Waldo chegou ao Fluminense no início da década de 50 pelas mãos de Dilson Guedes, Vice-Presidente de futebol, que o descobriu nos juvenis do Fluminense de Niteroi.

Profissionalizou-se em 1954 e em suas poucas participações na equipe principal já deixava antever que não precisaria de muito tempo para se sobrepor a Ambrois, o centro avante titular da equipe.

Com a transferência de Ambrois para o Boca Juniors, assumiu definitivamente o comando do ataque tricolor até a sua saída para o Valencia em 1961.

Com um estilo simples de jogar, sem firulas desnecessárias acertava as metas adversárias com muita precisão, característica que o tornou artilheiro da equipe durante todos os anos em que vestiu nossa camisa, como mostra o quadro a seguir, criado com base nas informações obtidas do blog "JORNALHEIROS", do amigo PC Filho.   



Waldo foi campeão carioca de 1959, dos Torneios Rio-São Paulo de 1957 e 1960, quando foi artilheiro em ambos, além de uma série de conquistas em competições nacionais e internacionais.

Cabe destacar que o Torneio Rio-São Paulo era uma competição bastante equilibrada. Os quatro grandes das duas cidades possuiam em seus elencos craques consagrados, exemplo máximo o rei Pelé.

Para que os que não viveram a época terem uma ideia melhor da qualidade do futebol brasileiro, basta um rápido olhar para a relação dos  jogadores que participaram dos torneios nos anos de 1957 e 1960.

Botafogo: Bauer, Newton Santos, Garrincha, Didi, Quarentinha, Paulo Valentim e Zagalo;

Corinthians: Gilmar, Claudio, Luizinho, Baltazar e Zague;

Flamengo: Joubert, Jadir, Jordan, Joel, Moacir, Índio, Henrique e Babá;

Fluminense: Castilho, Jair Marinho, Pinheiro, Clovis, Altair, Maurinho, Waldo, Telê e Escurinho;

Santos: Manga, Urubatão, Zito, Dorval, Álvaro, Pagão, Del Vecchio, Tite, Pepe e Pelé;

São Paulo: De Sordi, Mauro, Baltazar, Gino e Canhoteiro;

Vasco da Gama: Barbosa, Paulinho, Bellini, Laerte, Orlando, Sabará, Pinga, Delém e Roberto Pinto.     

Em sua carreira, Waldo marcou 319 gols pelo Fluminense em 403 jogos, média de 0,79 por partida.

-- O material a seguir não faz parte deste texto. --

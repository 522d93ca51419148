//! Centre of mass of a binary mask via raw image moments.

use image::GrayImage;

use crate::types::PixelPoint;

/// Centroid of the foreground of `mask`, weighted by pixel value.
///
/// Returns `None` when the mask has no foreground, and also when every
/// pixel carries the same value: a uniform mask has no shape to localize
/// and its "centroid" would only be the geometric centre of the crop.
/// Coordinates are truncated towards zero, matching integer pixel
/// addressing.
#[must_use]
#[allow(
    clippy::cast_possible_truncation,
    clippy::cast_precision_loss,
    clippy::similar_names
)]
pub fn centroid(mask: &GrayImage) -> Option<PixelPoint> {
    let first = mask.pixels().next()?.0[0];
    if mask.pixels().all(|p| p.0[0] == first) {
        return None;
    }

    let (mut m00, mut m10, mut m01) = (0u64, 0u64, 0u64);
    for (x, y, p) in mask.enumerate_pixels() {
        let v = u64::from(p.0[0]);
        m00 += v;
        m10 += v * u64::from(x);
        m01 += v * u64::from(y);
    }
    if m00 == 0 {
        return None;
    }
    Some(PixelPoint::new(
        (m10 as f64 / m00 as f64) as i32,
        (m01 as f64 / m00 as f64) as i32,
    ))
}
//! Pixel offset to stage displacement.

use serde::{Deserialize, Serialize};
use zebracut_vision::Keypoint;

/// Relative move of the horizontal stage axes, in axis units.
#[derive(Debug, Clone, Copy, PartialEq, Serialize, Deserialize)]
pub struct Displacement {
    /// Move along x (image columns).
    pub dx: f64,
    /// Move along y (image rows).
    pub dy: f64,
}

/// Stage displacement that brings `tool` onto `target`.
///
/// The stage carries the specimen, so it moves opposite to the pixel
/// offset: `d = -(target - tool) * pixel_scale`.
#[must_use]
pub fn map(target: &Keypoint, tool: &Keypoint, pixel_scale: f64) -> Displacement {
    Displacement {
        dx: -f64::from(target.x - tool.x) * pixel_scale,
        dy: -f64::from(target.y - tool.y) * pixel_scale,
    }
}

É o maior artilheiro da história do Fluminense e até hoje possui a melhor média dentre os maiores artilheiros dos clubes do Rio de Janeiro.    

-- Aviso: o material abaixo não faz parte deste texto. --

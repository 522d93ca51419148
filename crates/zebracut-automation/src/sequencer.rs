//! The cutting sequence for one specimen.
//!
//! With the scissor tip on the target, the recipe walks the stage through
//! a few small vertical and lateral steps and snips once per step. The
//! stage is then returned to where it was before positioning so the
//! scissor does not jump when the next specimen is approached.
//!
//! The stop flag is checked before every command. Once it is set no
//! further command is sent, restoring moves included.

use serde::{Deserialize, Serialize};

use crate::config::AutomationConfig;
use crate::devices::{AxisId, CuttingActuator, DeviceError, MotionAxis};
use crate::limits::{AxisLimits, GuardedAxis, MotionError, MoveProfile};
use crate::run_state::StepContext;

/// One recipe step, in fine-stage units.
#[derive(Debug, Clone, Copy, PartialEq, Serialize, Deserialize)]
pub struct RecipeStep {
    /// Vertical move.
    pub dz: f64,
    /// Lateral move.
    pub dy: f64,
}

/// Ordered cutting steps.
#[derive(Debug, Clone, PartialEq, Default, Serialize, Deserialize)]
pub struct Recipe {
    /// Steps in execution order.
    pub steps: Vec<RecipeStep>,
    /// Snip once more after restoring to drop debris off the blades.
    pub release_debris: bool,
}

/// Fine-stage positions recorded before the specimen was positioned.
#[derive(Debug, Clone, Copy, PartialEq, Serialize, Deserialize)]
pub struct InitialPositions {
    /// x before positioning.
    pub x: f64,
    /// y before positioning.
    pub y: f64,
    /// z before positioning.
    pub z: f64,
}

/// How a cutting sequence ended.
#[derive(Debug, Clone, PartialEq)]
pub enum SequenceOutcome {
    /// Every step ran and the stage was restored.
    Completed,
    /// A stop was requested; the stage was left where it was.
    Aborted,
    /// A move failed validation. Remaining steps were skipped and the
    /// stage was restored as far as possible.
    Rejected(MotionError),
}

/// The devices a cutting sequence drives.
pub struct CutAxes<'a> {
    /// Fine stage x.
    pub x: &'a mut dyn MotionAxis,
    /// Fine stage y.
    pub y: &'a mut dyn MotionAxis,
    /// Fine stage z.
    pub z: &'a mut dyn MotionAxis,
    /// Scissor.
    pub actuator: &'a mut dyn CuttingActuator,
}

enum Halt {
    Aborted,
    Motion(MotionError),
}

impl From<MotionError> for Halt {
    fn from(e: MotionError) -> Self {
        Self::Motion(e)
    }
}

impl From<DeviceError> for Halt {
    fn from(e: DeviceError) -> Self {
        Self::Motion(MotionError::Device(e))
    }
}

fn checkpoint(cx: StepContext<'_>) -> Result<(), Halt> {
    if cx.abort.is_aborted() {
        tracing::info!("stop observed in cutting sequence");
        return Err(Halt::Aborted);
    }
    Ok(())
}

/// Executes a [`Recipe`].
#[derive(Debug, Clone, PartialEq)]
pub struct CuttingSequencer {
    /// Steps to run.
    pub recipe: Recipe,
    /// Speed and settle margin for every stage move.
    pub profile: MoveProfile,
    /// Safe range of x, y and z.
    pub limits: AxisLimits,
    /// Actuator steps per close or open.
    pub increments: i64,
}

impl CuttingSequencer {
    /// Build from a run configuration.
    #[must_use]
    pub fn from_config(config: &AutomationConfig) -> Self {
        Self {
            recipe: config.recipe(),
            profile: config.stage.profile(),
            limits: config.stage.limits,
            increments: config.actuator.increments(),
        }
    }

    /// Run the recipe, restore the stage to `initial`, then optionally
    /// release debris.
    ///
    /// # Errors
    ///
    /// Returns a [`DeviceError`] if a device fails. Validation failures
    /// and stop requests are reported through [`SequenceOutcome`].
    pub fn run(
        &self,
        axes: &mut CutAxes<'_>,
        initial: InitialPositions,
        cx: StepContext<'_>,
    ) -> Result<SequenceOutcome, DeviceError> {
        let mut rejected = None;
        match self.cut(axes, cx) {
            Ok(()) => {}
            Err(Halt::Aborted) => return Ok(SequenceOutcome::Aborted),
            Err(Halt::Motion(MotionError::Device(e))) => return Err(e),
            Err(Halt::Motion(e)) => {
                cx.events.error(format!("cutting step rejected: {e}"));
                rejected = Some(e);
            }
        }

        match self.restore(axes, initial, cx) {
            Ok(()) => {}
            Err(Halt::Aborted) => return Ok(SequenceOutcome::Aborted),
            Err(Halt::Motion(MotionError::Device(e))) => return Err(e),
            Err(Halt::Motion(e)) => {
                cx.events.error(format!("restoring move rejected: {e}"));
                return Ok(SequenceOutcome::Rejected(rejected.unwrap_or(e)));
            }
        }

        if let Some(e) = rejected {
            return Ok(SequenceOutcome::Rejected(e));
        }

        if self.recipe.release_debris {
            match self.snip(axes.actuator, cx) {
                Ok(()) => {}
                Err(Halt::Aborted) => return Ok(SequenceOutcome::Aborted),
                Err(Halt::Motion(MotionError::Device(e))) => return Err(e),
                Err(Halt::Motion(e)) => return Ok(SequenceOutcome::Rejected(e)),
            }
        }
        Ok(SequenceOutcome::Completed)
    }

    fn cut(&self, axes: &mut CutAxes<'_>, cx: StepContext<'_>) -> Result<(), Halt> {
        for (i, step) in self.recipe.steps.iter().enumerate() {
            tracing::debug!(step = i, dz = step.dz, dy = step.dy, "recipe step");
            checkpoint(cx)?;
            self.relative(AxisId::Z, axes.z, step.dz, cx)?;
            checkpoint(cx)?;
            self.relative(AxisId::Y, axes.y, step.dy, cx)?;
            self.snip(axes.actuator, cx)?;
        }
        Ok(())
    }

    fn restore(
        &self,
        axes: &mut CutAxes<'_>,
        initial: InitialPositions,
        cx: StepContext<'_>,
    ) -> Result<(), Halt> {
        checkpoint(cx)?;
        self.absolute(AxisId::Z, axes.z, initial.z, cx)?;
        checkpoint(cx)?;
        self.absolute(AxisId::X, axes.x, initial.x, cx)?;
        checkpoint(cx)?;
        self.absolute(AxisId::Y, axes.y, initial.y, cx)?;
        Ok(())
    }

    /// Close then open, each behind a stop check.
    #[allow(clippy::cast_precision_loss)]
    fn snip(&self, actuator: &mut dyn CuttingActuator, cx: StepContext<'_>) -> Result<(), Halt> {
        for steps in [-self.increments, self.increments] {
            checkpoint(cx)?;
            actuator.move_steps(steps)?;
            cx.events.position(AxisId::Actuator, actuator.position()? as f64);
        }
        Ok(())
    }

    fn relative(
        &self,
        id: AxisId,
        axis: &mut dyn MotionAxis,
        delta: f64,
        cx: StepContext<'_>,
    ) -> Result<(), Halt> {
        let mut guarded = GuardedAxis {
            id,
            axis,
            limits: self.limits,
        };
        let position = guarded.move_by(delta, self.profile, cx.pacer)?;
        cx.events.position(id, position);
        Ok(())
    }

    fn absolute(
        &self,
        id: AxisId,
        axis: &mut dyn MotionAxis,
        target: f64,
        cx: StepContext<'_>,
    ) -> Result<(), Halt> {
        let mut guarded = GuardedAxis {
            id,
            axis,
            limits: self.limits,
        };
        let position = guarded.move_to(target, self.profile, cx.pacer)?;
        cx.events.position(id, position);
        Ok(())
    }
}

#[cfg(test)]
#[allow(clippy::unwrap_used)]
mod tests {
    use super::*;
    use crate::events::EventSender;
    use crate::pacer::Pacer;
    use crate::run_state::AbortHandle;
    use crate::sim::{Command, CommandLog, RecordingPacer, SimActuator, SimAxis};

    struct Rig {
        log: CommandLog,
        x: SimAxis,
        y: SimAxis,
        z: SimAxis,
        actuator: SimActuator,
        pacer: RecordingPacer,
        events: EventSender,
        abort: AbortHandle,
    }

    impl Rig {
        fn new() -> Self {
            let log = CommandLog::new();
            Self {
                x: SimAxis::new(AxisId::X, 20_000_000.0, log.clone()),
                y: SimAxis::new(AxisId::Y, 20_000_000.0, log.clone()),
                z: SimAxis::new(AxisId::Z, 8_100_000.0, log.clone()),
                actuator: SimActuator::new(log.clone()),
                log,
                pacer: RecordingPacer::default(),
                events: EventSender::disabled(),
                abort: AbortHandle::new(),
            }
        }

        fn run(&mut self, sequencer: &CuttingSequencer) -> SequenceOutcome {
            let initial = InitialPositions {
                x: 19_000_000.0,
                y: 21_000_000.0,
                z: 8_100_000.0,
            };
            let cx = StepContext {
                pacer: &self.pacer as &dyn Pacer,
                events: &self.events,
                abort: &self.abort,
            };
            let mut axes = CutAxes {
                x: &mut self.x,
                y: &mut self.y,
                z: &mut self.z,
                actuator: &mut self.actuator,
            };
            sequencer.run(&mut axes, initial, cx).unwrap()
        }
    }

    fn sequencer() -> CuttingSequencer {
        CuttingSequencer::from_config(&AutomationConfig::default())
    }

    #[test]
    fn default_recipe_command_order() {
        let mut rig = Rig::new();
        assert_eq!(rig.run(&sequencer()), SequenceOutcome::Completed);

        let speed = 800_000.0;
        assert_eq!(
            rig.log.commands(),
            vec![
                Command::MoveRelative {
                    axis: AxisId::Z,
                    delta: 420_000.0,
                    speed
                },
                Command::MoveRelative {
                    axis: AxisId::Y,
                    delta: 0.0,
                    speed
                },
                Command::Actuate { steps: -300 },
                Command::Actuate { steps: 300 },
                Command::MoveRelative {
                    axis: AxisId::Z,
                    delta: 50_000.0,
                    speed
                },
                Command::MoveRelative {
                    axis: AxisId::Y,
                    delta: 120_000.0,
                    speed
                },
                Command::Actuate { steps: -300 },
                Command::Actuate { steps: 300 },
                Command::MoveAbsolute {
                    axis: AxisId::Z,
                    position: 8_100_000.0,
                    speed
                },
                Command::MoveAbsolute {
                    axis: AxisId::X,
                    position: 19_000_000.0,
                    speed
                },
                Command::MoveAbsolute {
                    axis: AxisId::Y,
                    position: 21_000_000.0,
                    speed
                },
            ]
        );
    }

    #[test]
    fn settle_waits_follow_distance() {
        let mut rig = Rig::new();
        rig.run(&sequencer());
        let waits: Vec<f64> = rig.pacer.waits().iter().map(|d| d.as_secs_f64()).collect();
        // z 420 um, y 0, z 50 um, y 120 um, then restores z, x, y.
        let expected = [0.7875, 0.0, 0.09375, 0.225, 0.88125, 1.875, 1.65];
        assert_eq!(waits.len(), expected.len());
        for (got, want) in waits.iter().zip(expected) {
            assert!((got - want).abs() < 1e-9, "{got} != {want}");
        }
    }

    #[test]
    fn release_debris_snips_after_restore() {
        let mut rig = Rig::new();
        let mut seq = sequencer();
        seq.recipe.release_debris = true;
        assert_eq!(rig.run(&seq), SequenceOutcome::Completed);
        let commands = rig.log.commands();
        assert_eq!(
            commands[commands.len() - 2..],
            [Command::Actuate { steps: -300 }, Command::Actuate { steps: 300 }]
        );
    }

    #[test]
    fn abort_before_start_sends_nothing() {
        let mut rig = Rig::new();
        rig.abort.abort();
        assert_eq!(rig.run(&sequencer()), SequenceOutcome::Aborted);
        assert!(rig.log.commands().is_empty());
    }

    #[test]
    fn abort_mid_recipe_skips_restore() {
        let mut rig = Rig::new();
        // Abort while the first z move is in flight.
        rig.log.abort_after(1, rig.abort.clone());
        assert_eq!(rig.run(&sequencer()), SequenceOutcome::Aborted);
        assert_eq!(rig.log.commands().len(), 1);
    }

    #[test]
    fn rejected_step_still_restores() {
        let mut rig = Rig::new();
        let mut seq = sequencer();
        seq.recipe.steps[1].dz = 50_000_000.0;
        let outcome = rig.run(&seq);
        assert!(matches!(
            outcome,
            SequenceOutcome::Rejected(MotionError::AxisUnreachable {
                axis: AxisId::Z,
                ..
            })
        ));
        let commands = rig.log.commands();
        // First step (4 commands) plus the three restores.
        assert_eq!(commands.len(), 7);
        assert!(matches!(
            commands[4],
            Command::MoveAbsolute {
                axis: AxisId::Z,
                ..
            }
        ));
    }

    #[test]
    fn device_failure_is_an_error() {
        let mut rig = Rig::new();
        rig.y.fail_with(DeviceError::Timeout);
        let initial = InitialPositions {
            x: 0.0,
            y: 0.0,
            z: 0.0,
        };
        let cx = StepContext {
            pacer: &rig.pacer,
            events: &rig.events,
            abort: &rig.abort,
        };
        let mut axes = CutAxes {
            x: &mut rig.x,
            y: &mut rig.y,
            z: &mut rig.z,
            actuator: &mut rig.actuator,
        };
        assert_eq!(
            sequencer().run(&mut axes, initial, cx),
            Err(DeviceError::Timeout)
        );
    }
}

Continua com O Encontro com Ademir

2 comentários:

PC Filho disse...

Sensacional a história, meu amigo. Essa virada contra o Vasco é memorável. Já ouvi relatos de diversos tricolores que se emocionaram nesse dia.

Helio R.L. disse...

Verdade PC. Comparando o Fluminense daquele tempo com o de hoje o sentimento de nostalgia é inevitável.

Abraços amigo.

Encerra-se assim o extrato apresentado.